Probably the saddest thing I see is the loneliness that’s so permanent in Skilled Nursing. I honestly can’t count the number of times one of my patients has asked me something along the lines of:
Can you stay a little longer? Can you just sit and talk to me?
It’s heartbreaking. Even more than that, it’s hard, knowing I would, if I could. I do when I can, but often, it’s nowhere near as much as they need or crave.
I have somewhere between fifteen to twenty patients in the evening. At night, I can have up to forty. To try and get everyone what they need, just the very basics, takes me running in and out of rooms. There’s not a whole lot of time for conversation. I do enjoy what little conversations I do have, but I know it’s not enough.
So many of us crave human interaction, that assurance that we aren’t alone. But for those in Skilled Nursing, their families are busy, which is understandable. Nurses and CNAs have fairly ridged schedules as to what needs to get done when. Even activities are scheduled.

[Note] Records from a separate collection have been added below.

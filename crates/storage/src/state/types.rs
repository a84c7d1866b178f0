// SPDX-License-Identifier: BUSL-1.1
// Copyright (c) 2026 Alfred Jean LLC

//! Row types of the materialized state.
//!
//! Names capture the behavioral contract of the relational surface
//! (task_pool, task_states, task_jobs, task_events, broadcasts,
//! xtriggers, checkpoints); storage is JSON in the snapshot.

use gyre_core::event::BroadcastLifespan;
use gyre_core::{TaskId, TaskStatus};
use serde::{Deserialize, Serialize};

/// One live pool member.
#[derive(Debug, Clone, PartialEq, Eq, Serialize, Deserialize)]
pub struct TaskPoolRow {
    pub status: TaskStatus,
    #[serde(default)]
    pub is_held: bool,
    #[serde(default)]
    pub children_spawned: bool,
}

/// Latest known state of any task instance ever spawned (survives pool
/// removal).
#[derive(Debug, Clone, PartialEq, Eq, Serialize, Deserialize)]
pub struct TaskStateRow {
    pub status: TaskStatus,
    #[serde(default)]
    pub submit_num: u32,
}

/// One recorded task event (for `task_events` readers).
#[derive(Debug, Clone, PartialEq, Eq, Serialize, Deserialize)]
pub struct TaskEventRow {
    pub id: TaskId,
    pub event: String,
    pub message: String,
    pub time: String,
}

/// One live broadcast override.
#[derive(Debug, Clone, PartialEq, Serialize, Deserialize)]
pub struct BroadcastRow {
    pub point_expr: String,
    pub name_expr: String,
    pub overrides: serde_json::Value,
    pub lifespan: BroadcastLifespan,
}

/// One named checkpoint (`id` 0 is reserved for "latest").
#[derive(Debug, Clone, PartialEq, Eq, Serialize, Deserialize)]
pub struct CheckpointRow {
    pub id: u32,
    pub event: String,
    pub time: String,
}
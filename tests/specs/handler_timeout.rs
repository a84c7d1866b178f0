// SPDX-License-Identifier: BUSL-1.1
// Copyright (c) 2026 Alfred Jean LLC

//! Event-handler timeout: a handler that outlives `process pool timeout`
//! is killed with SIGKILL and recorded with ret_code -9.

use super::prelude::Harness;
use gyre_adapters::FakeRunner;
use std::sync::Arc;

const HANDLED: &str = r#"
    [workflow]
    name = "handled"
    cycling = "integer"
    initial_cycle_point = "1"
    final_cycle_point = "1"

    [scheduler]
    process_pool_timeout = "PT1S"

    [runtime.foo]
    script = "true"
    submission_polling_intervals = "PT1S"
    handlers = [{ events = ["started"], command = "sleep 30 #" }]
    [tasks.foo]
"#;

#[tokio::test(flavor = "multi_thread")]
async fn overrunning_handler_is_killed_with_sigkill() {
    let dir = tempfile::tempdir().unwrap();
    let mut harness = Harness::new(HANDLED, Arc::new(FakeRunner::new()), dir.path());
    harness.bootstrap();

    let activity = dir
        .path()
        .join("log")
        .join("job")
        .join("1")
        .join("foo")
        .join("01")
        .join("job-activity.log");

    harness
        .run_until(400, |_, _| {
            std::fs::read_to_string(&activity)
                .map(|text| text.contains("ret_code] -9"))
                .unwrap_or(false)
        })
        .await;

    let text = std::fs::read_to_string(&activity).unwrap();
    assert!(
        text.contains("[(('event-handler-00', 'started'), 1) ret_code] -9"),
        "activity log:\n{text}"
    );
}
// SPDX-License-Identifier: BUSL-1.1
// Copyright (c) 2026 Alfred Jean LLC

//! Messages into the engine loop.
//!
//! The queue is multi-producer/single-consumer: job message servers,
//! finished runner invocations, xtrigger calls, handler subprocesses, and
//! the command listener all enqueue; only the engine loop drains. Ordering
//! per producer is preserved; ordering between producers is unspecified.

use gyre_adapters::{KillOutcome, PollOutcome, PoolOutcome, RunnerError, SubmitOutcome};
use gyre_core::effect::JobSpec;
use gyre_core::event::MessageSeverity;
use gyre_core::point::CyclePoint;
use gyre_core::{TaskId, TaskStatus, TimerId};
use serde::{Deserialize, Serialize};
use serde_json::Value;

/// How the workflow is being asked to stop.
#[derive(Debug, Clone, Copy, PartialEq, Eq, Serialize, Deserialize)]
#[serde(rename_all = "kebab-case")]
pub enum StopMode {
    /// `stop`: stop after active tasks finish.
    Request,
    /// `stop --now`: stop accepting work; wait for submitted jobs to be
    /// terminated by their platform.
    Now,
    /// `stop --now --now`: do not wait; orphan running jobs.
    NowNow,
    /// `stop --kill`: kill active jobs, then stop.
    Kill,
}

impl std::fmt::Display for StopMode {
    fn fmt(&self, f: &mut std::fmt::Formatter<'_>) -> std::fmt::Result {
        f.write_str(match self {
            StopMode::Request => "REQUEST(CLEAN)",
            StopMode::Now => "REQUEST(NOW)",
            StopMode::NowNow => "REQUEST(NOW-NOW)",
            StopMode::Kill => "REQUEST(KILL)",
        })
    }
}

/// Operator commands accepted at the top of a tick.
#[derive(Debug, Clone, PartialEq, Serialize, Deserialize)]
#[serde(tag = "command", rename_all = "kebab-case")]
pub enum OperatorCommand {
    Hold {
        /// Specific proxies; empty means apply `after` or hold all.
        #[serde(default)]
        tasks: Vec<TaskId>,
        #[serde(default, skip_serializing_if = "Option::is_none")]
        after: Option<CyclePoint>,
    },
    Release {
        #[serde(default)]
        tasks: Vec<TaskId>,
        /// Release everything and clear the hold point.
        #[serde(default)]
        all: bool,
    },
    Trigger {
        tasks: Vec<TaskId>,
    },
    Insert {
        tasks: Vec<TaskId>,
    },
    Remove {
        tasks: Vec<TaskId>,
    },
    Reset {
        tasks: Vec<TaskId>,
        status: TaskStatus,
    },
    SetVerbosity {
        level: String,
    },
    Broadcast {
        point_expr: String,
        name_expr: String,
        overrides: Value,
    },
    ClearBroadcast {
        point_expr: String,
        name_expr: String,
    },
    Pause,
    Resume,
    Reload,
    Stop {
        mode: StopMode,
    },
}

/// Everything the engine loop can be woken with.
#[derive(Debug)]
pub enum EngineMsg {
    /// Authenticated message from a running job.
    TaskMessage {
        id: TaskId,
        severity: MessageSeverity,
        message: String,
    },
    /// A submit batch finished (or failed as a whole).
    SubmitResult {
        platform: String,
        jobs: Vec<JobSpec>,
        result: Result<Vec<SubmitOutcome>, RunnerError>,
    },
    /// A poll batch finished.
    PollResult {
        platform: String,
        result: Result<Vec<PollOutcome>, RunnerError>,
    },
    /// A kill batch finished.
    KillResult {
        platform: String,
        result: Result<Vec<KillOutcome>, RunnerError>,
    },
    /// An xtrigger call completed.
    XtriggerResult {
        label: String,
        signature: String,
        point: CyclePoint,
        satisfied: bool,
        results: Value,
    },
    /// An event-handler subprocess finished.
    HandlerResult {
        task: TaskId,
        handler: String,
        event: String,
        attempt: u32,
        outcome: PoolOutcome,
    },
    /// Operator command from the listener.
    Command(OperatorCommand),
    /// A scheduler timer fired.
    TimerFired(TimerId),
}
// SPDX-License-Identifier: BUSL-1.1
// Copyright (c) 2026 Alfred Jean LLC

// Allow panic!/unwrap/expect in test code
#![cfg_attr(test, allow(clippy::panic))]
#![cfg_attr(test, allow(clippy::unwrap_used))]
#![cfg_attr(test, allow(clippy::expect_used))]

//! gyre-storage: durable state for one workflow run.
//!
//! Two persistence surfaces: an append-only WAL of [`gyre_core::Event`]
//! records, and a zstd-compressed snapshot of the materialized state for
//! restart and checkpoints. The contact file advertises the live scheduler
//! to clients.

mod checkpoint;
mod contact;
mod snapshot;
mod state;
mod wal;

pub use checkpoint::{Checkpointer, LATEST_CHECKPOINT_ID};
pub use contact::{ContactError, ContactInfo, CONTACT_KEYS};
pub use snapshot::{Snapshot, SnapshotError, CURRENT_SNAPSHOT_VERSION};
pub use state::{
    BroadcastRow, CheckpointRow, MaterializedState, TaskEventRow, TaskPoolRow, TaskStateRow,
    PARAM_DEF_HASH, PARAM_HOLD_POINT, PARAM_PAUSED, PARAM_UUID, PARAM_VERBOSITY,
};
pub use wal::{Wal, WalEntry, WalError};
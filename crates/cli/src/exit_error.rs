// SPDX-License-Identifier: BUSL-1.1
// Copyright (c) 2026 Alfred Jean LLC

//! Error-to-exit-code mapping for the CLI.

use std::process::ExitCode;

/// Print the error chain and pick the exit code. Management commands use
/// 2 for anything unrecoverable (no scheduler, bad arguments, transport
/// failure); scheduler policy aborts surface through `gyred` itself.
pub fn report(error: anyhow::Error) -> ExitCode {
    eprintln!("gyre: {error:#}");
    ExitCode::from(2)
}
// SPDX-License-Identifier: BUSL-1.1
// Copyright (c) 2026 Alfred Jean LLC

//! Task proxy: one instance of a task definition at a cycle point, with its
//! state machine and per-attempt job history.

use crate::id::TaskId;
use crate::outputs::OutputSet;
use crate::prereq::Prerequisite;
use chrono::{DateTime, Utc};
use indexmap::IndexMap;
use serde::{Deserialize, Serialize};
use thiserror::Error;

/// Task proxy status.
#[derive(Debug, Clone, Copy, PartialEq, Eq, Serialize, Deserialize)]
#[serde(rename_all = "kebab-case")]
pub enum TaskStatus {
    Waiting,
    Preparing,
    Submitted,
    Running,
    Succeeded,
    Failed,
    SubmitFailed,
    Expired,
}

crate::simple_display! {
    TaskStatus {
        Waiting => "waiting",
        Preparing => "preparing",
        Submitted => "submitted",
        Running => "running",
        Succeeded => "succeeded",
        Failed => "failed",
        SubmitFailed => "submit-failed",
        Expired => "expired",
    }
}

impl TaskStatus {
    pub fn is_terminal(&self) -> bool {
        matches!(
            self,
            TaskStatus::Succeeded
                | TaskStatus::Failed
                | TaskStatus::SubmitFailed
                | TaskStatus::Expired
        )
    }

    /// Progression rank used to keep stale poll results from regressing a
    /// proxy past a newer message.
    pub fn rank(&self) -> u8 {
        match self {
            TaskStatus::Waiting => 0,
            TaskStatus::Preparing => 1,
            TaskStatus::Submitted => 2,
            TaskStatus::Running => 3,
            TaskStatus::Succeeded
            | TaskStatus::Failed
            | TaskStatus::SubmitFailed
            | TaskStatus::Expired => 4,
        }
    }

    /// Legal state-machine transitions. Retry re-entry goes through
    /// `Waiting` while the retry delay runs.
    pub fn can_transition(from: TaskStatus, to: TaskStatus) -> bool {
        use TaskStatus::*;
        if from == to {
            return false;
        }
        match (from, to) {
            (Waiting, Preparing) => true,
            (Preparing, Submitted) | (Preparing, SubmitFailed) => true,
            // Transport failure of the submit invocation: the batch is
            // retained and the proxy falls back to waiting.
            (Preparing, Waiting) => true,
            (Submitted, Running) | (Submitted, SubmitFailed) => true,
            // A single poll can jump straight to a terminal outcome.
            (Submitted, Succeeded) | (Submitted, Failed) => true,
            (Running, Succeeded) | (Running, Failed) => true,
            // Retry path back through waiting.
            (Failed, Waiting) | (SubmitFailed, Waiting) => true,
            // Expiry from any non-terminal state.
            (f, Expired) if !f.is_terminal() => true,
            _ => false,
        }
    }
}

/// Exit classification reported for a finished (or vacated) job.
#[derive(Debug, Clone, Copy, PartialEq, Eq, Serialize, Deserialize)]
pub enum ExitClass {
    #[serde(rename = "SUCCEEDED")]
    Succeeded,
    #[serde(rename = "ERR")]
    Err,
    #[serde(rename = "TERM")]
    Term,
    #[serde(rename = "XCPU")]
    Xcpu,
    #[serde(rename = "vacated/USR1")]
    Vacated,
}

crate::simple_display! {
    ExitClass {
        Succeeded => "SUCCEEDED",
        Err => "ERR",
        Term => "TERM",
        Xcpu => "XCPU",
        Vacated => "vacated/USR1",
    }
}

impl ExitClass {
    pub fn parse(text: &str) -> Option<Self> {
        match text {
            "SUCCEEDED" => Some(ExitClass::Succeeded),
            "ERR" => Some(ExitClass::Err),
            "TERM" => Some(ExitClass::Term),
            "XCPU" => Some(ExitClass::Xcpu),
            "vacated/USR1" => Some(ExitClass::Vacated),
            _ => None,
        }
    }
}

/// One submission attempt of a task proxy.
#[derive(Debug, Clone, PartialEq, Eq, Serialize, Deserialize)]
pub struct JobRecord {
    pub submit_num: u32,
    /// Execution try number (resets submit-retry counting).
    pub try_num: u32,
    pub platform: String,
    #[serde(default, skip_serializing_if = "Option::is_none")]
    pub runner_job_id: Option<String>,
    /// Exit code of the jobs-submit invocation, once known.
    #[serde(default, skip_serializing_if = "Option::is_none")]
    pub submit_exit: Option<i32>,
    #[serde(default, skip_serializing_if = "Option::is_none")]
    pub run_exit: Option<ExitClass>,
    #[serde(default, skip_serializing_if = "Option::is_none")]
    pub time_submit: Option<String>,
    #[serde(default, skip_serializing_if = "Option::is_none")]
    pub time_submit_exit: Option<String>,
    #[serde(default, skip_serializing_if = "Option::is_none")]
    pub time_run: Option<String>,
    #[serde(default, skip_serializing_if = "Option::is_none")]
    pub time_run_exit: Option<String>,
    /// Set when the job was vacated (checkpoint-resume) or orphaned by a
    /// scheduler restart; a resumed process may rejoin this record.
    #[serde(default, skip_serializing_if = "std::ops::Not::not")]
    pub vacated: bool,
}

impl JobRecord {
    pub fn new(submit_num: u32, try_num: u32, platform: impl Into<String>) -> Self {
        Self {
            submit_num,
            try_num,
            platform: platform.into(),
            runner_job_id: None,
            submit_exit: None,
            run_exit: None,
            time_submit: None,
            time_submit_exit: None,
            time_run: None,
            time_run_exit: None,
            vacated: false,
        }
    }

    /// A record is terminal once submission failed or the run exited with
    /// anything but a vacation. Vacated records stay open for rejoin.
    pub fn is_terminal(&self) -> bool {
        if self.submit_exit.map(|code| code != 0).unwrap_or(false) {
            return true;
        }
        matches!(self.run_exit, Some(exit) if exit != ExitClass::Vacated)
    }
}

#[derive(Debug, Error, PartialEq, Eq)]
#[error("illegal status transition for {id}: {from} -> {to}")]
pub struct TransitionError {
    pub id: TaskId,
    pub from: TaskStatus,
    pub to: TaskStatus,
}

/// Mutable instance of a task definition at a specific cycle point.
#[derive(Debug, Clone, PartialEq, Serialize, Deserialize)]
pub struct TaskProxy {
    pub id: TaskId,
    pub status: TaskStatus,
    #[serde(default)]
    pub is_held: bool,
    pub prereqs: Vec<Prerequisite>,
    pub outputs: OutputSet,
    #[serde(default)]
    pub jobs: Vec<JobRecord>,
    /// Xtrigger label -> satisfied.
    #[serde(default)]
    pub xtriggers: IndexMap<String, bool>,
    /// Wall-clock time after which the proxy expires, when the task
    /// declares an expiry offset.
    #[serde(default, skip_serializing_if = "Option::is_none")]
    pub expire_at: Option<DateTime<Utc>>,
    /// Submit-retry delays consumed so far.
    #[serde(default)]
    pub submit_tries: u32,
    /// Execution-retry delays consumed so far.
    #[serde(default)]
    pub exec_tries: u32,
    /// All downstream children this proxy's outputs can spawn have been
    /// spawned (or were blocked only by an explicit stop point).
    #[serde(default)]
    pub children_spawned: bool,
}

impl TaskProxy {
    pub fn new(id: TaskId, prereqs: Vec<Prerequisite>, outputs: OutputSet) -> Self {
        Self {
            id,
            status: TaskStatus::Waiting,
            is_held: false,
            prereqs,
            outputs,
            jobs: Vec::new(),
            xtriggers: IndexMap::new(),
            expire_at: None,
            submit_tries: 0,
            exec_tries: 0,
            children_spawned: false,
        }
    }

    /// 1-based submit number; equals the length of the job history.
    pub fn submit_num(&self) -> u32 {
        self.jobs.len() as u32
    }

    /// The latest job record, if any attempt has been made.
    pub fn current_job(&self) -> Option<&JobRecord> {
        self.jobs.last()
    }

    pub fn current_job_mut(&mut self) -> Option<&mut JobRecord> {
        self.jobs.last_mut()
    }

    /// Append a fresh job record for the next submission attempt.
    pub fn new_job(&mut self, platform: impl Into<String>) -> &mut JobRecord {
        let submit_num = self.submit_num() + 1;
        let try_num = self.exec_tries + 1;
        self.jobs.push(JobRecord::new(submit_num, try_num, platform));
        // Only the newest record may be non-terminal.
        debug_assert!(
            self.jobs[..self.jobs.len() - 1].iter().all(JobRecord::is_terminal),
            "{}: older job record still open",
            self.id
        );
        self.jobs.last_mut().unwrap_or_else(|| unreachable!("just pushed"))
    }

    /// Validated status transition.
    pub fn set_status(&mut self, to: TaskStatus) -> Result<(), TransitionError> {
        if !TaskStatus::can_transition(self.status, to) {
            return Err(TransitionError { id: self.id.clone(), from: self.status, to });
        }
        self.status = to;
        Ok(())
    }

    /// Operator reset: bypasses the transition table.
    pub fn force_status(&mut self, to: TaskStatus) {
        self.status = to;
    }

    pub fn prereqs_satisfied(&self) -> bool {
        self.prereqs.iter().filter(|p| !p.suicide).all(|p| p.is_satisfied())
    }

    pub fn xtriggers_satisfied(&self) -> bool {
        self.xtriggers.values().all(|sat| *sat)
    }

    /// Mark an xtrigger label satisfied. Returns true if it flipped.
    pub fn satisfy_xtrigger(&mut self, label: &str) -> bool {
        match self.xtriggers.get_mut(label) {
            Some(sat) if !*sat => {
                *sat = true;
                true
            }
            _ => false,
        }
    }

    /// Ready to hand to the job manager.
    pub fn is_runnable(&self) -> bool {
        self.status == TaskStatus::Waiting
            && !self.is_held
            && self.prereqs_satisfied()
            && self.xtriggers_satisfied()
    }

    /// Waiting on anything other than suicide prerequisites. Used by stall
    /// detection: a proxy only waiting on suicide conditions is not stuck.
    pub fn is_waiting_on_prereqs(&self) -> bool {
        self.status == TaskStatus::Waiting
            && (!self.prereqs_satisfied() || !self.xtriggers_satisfied())
    }

    /// Any satisfied suicide prerequisite means the proxy should be removed.
    pub fn suicide_due(&self) -> bool {
        self.prereqs.iter().any(|p| p.suicide && p.is_satisfied())
    }

    /// Candidate for removal: output-complete with all children spawned.
    pub fn is_removable(&self) -> bool {
        self.status.is_terminal() && self.outputs.is_complete() && self.children_spawned
    }
}

crate::builder! {
    pub struct TaskProxyBuilder => TaskProxy {
        set {
            id: TaskId = TaskId::new("foo", crate::point::CyclePoint::Integer(1)),
            status: TaskStatus = TaskStatus::Waiting,
            is_held: bool = false,
            prereqs: Vec<Prerequisite> = Vec::new(),
            outputs: OutputSet = OutputSet::default(),
            jobs: Vec<JobRecord> = Vec::new(),
            xtriggers: IndexMap<String, bool> = IndexMap::new(),
            submit_tries: u32 = 0,
            exec_tries: u32 = 0,
            children_spawned: bool = false,
        }
        option {
            expire_at: DateTime<Utc> = None,
        }
    }
}

#[cfg(test)]
#[path = "task_tests.rs"]
mod tests;
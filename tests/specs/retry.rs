// SPDX-License-Identifier: BUSL-1.1
// Copyright (c) 2026 Alfred Jean LLC

//! Cycling with retry: `foo` fails once then succeeds, leaving two job
//! records with submit numbers 1 and 2.

use super::prelude::Harness;
use gyre_adapters::FakeRunner;
use gyre_core::task::ExitClass;
use gyre_core::{CyclePoint, TaskId, TaskStatus};
use std::sync::Arc;

const RETRY: &str = r#"
    [workflow]
    name = "retrying"
    cycling = "integer"
    initial_cycle_point = "1"
    final_cycle_point = "1"

    [runtime.foo]
    script = "flaky"
    execution_retry_delays = "PT1S"
    submission_polling_intervals = "PT1S"
    [tasks.foo]
"#;

#[tokio::test(flavor = "multi_thread")]
async fn fails_once_then_succeeds() {
    let dir = tempfile::tempdir().unwrap();
    let runner = Arc::new(FakeRunner::new());
    runner.fail_once("foo");

    let mut harness = Harness::new(RETRY, Arc::clone(&runner), dir.path());
    harness.bootstrap();

    let id = TaskId::new("foo", CyclePoint::Integer(1));
    harness
        .run_until(400, |runtime, _| {
            runtime
                .pool
                .get(&id)
                .map(|p| p.status == TaskStatus::Succeeded)
                .unwrap_or(true)
        })
        .await;

    let state = harness.snapshot_state();
    let jobs = state.jobs_for(&id);
    assert_eq!(jobs.len(), 2, "one failure, one success");
    assert_eq!(jobs[0].submit_num, 1);
    assert_eq!(jobs[0].run_exit, Some(ExitClass::Err));
    assert_eq!(jobs[1].submit_num, 2);
    assert_eq!(jobs[1].run_exit, Some(ExitClass::Succeeded));
    assert_eq!(state.states.get(&id).unwrap().status, TaskStatus::Succeeded);
}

There’s way too much time to sit alone in their room, with no one to talk to. There’s a TV for them to watch, but that doesn’t exactly substitute. It’s heartbreaking to see, and more often than not, when I can sneak into their rooms to talk, they have such fun stories. They’ve lived lives I can’t even fathom, and they want to share it before no one remembers them.
If ever you're lonely, visit a nursing home. Chances are, there's someone feeling exactly the same way. They crave friendship just as much as you.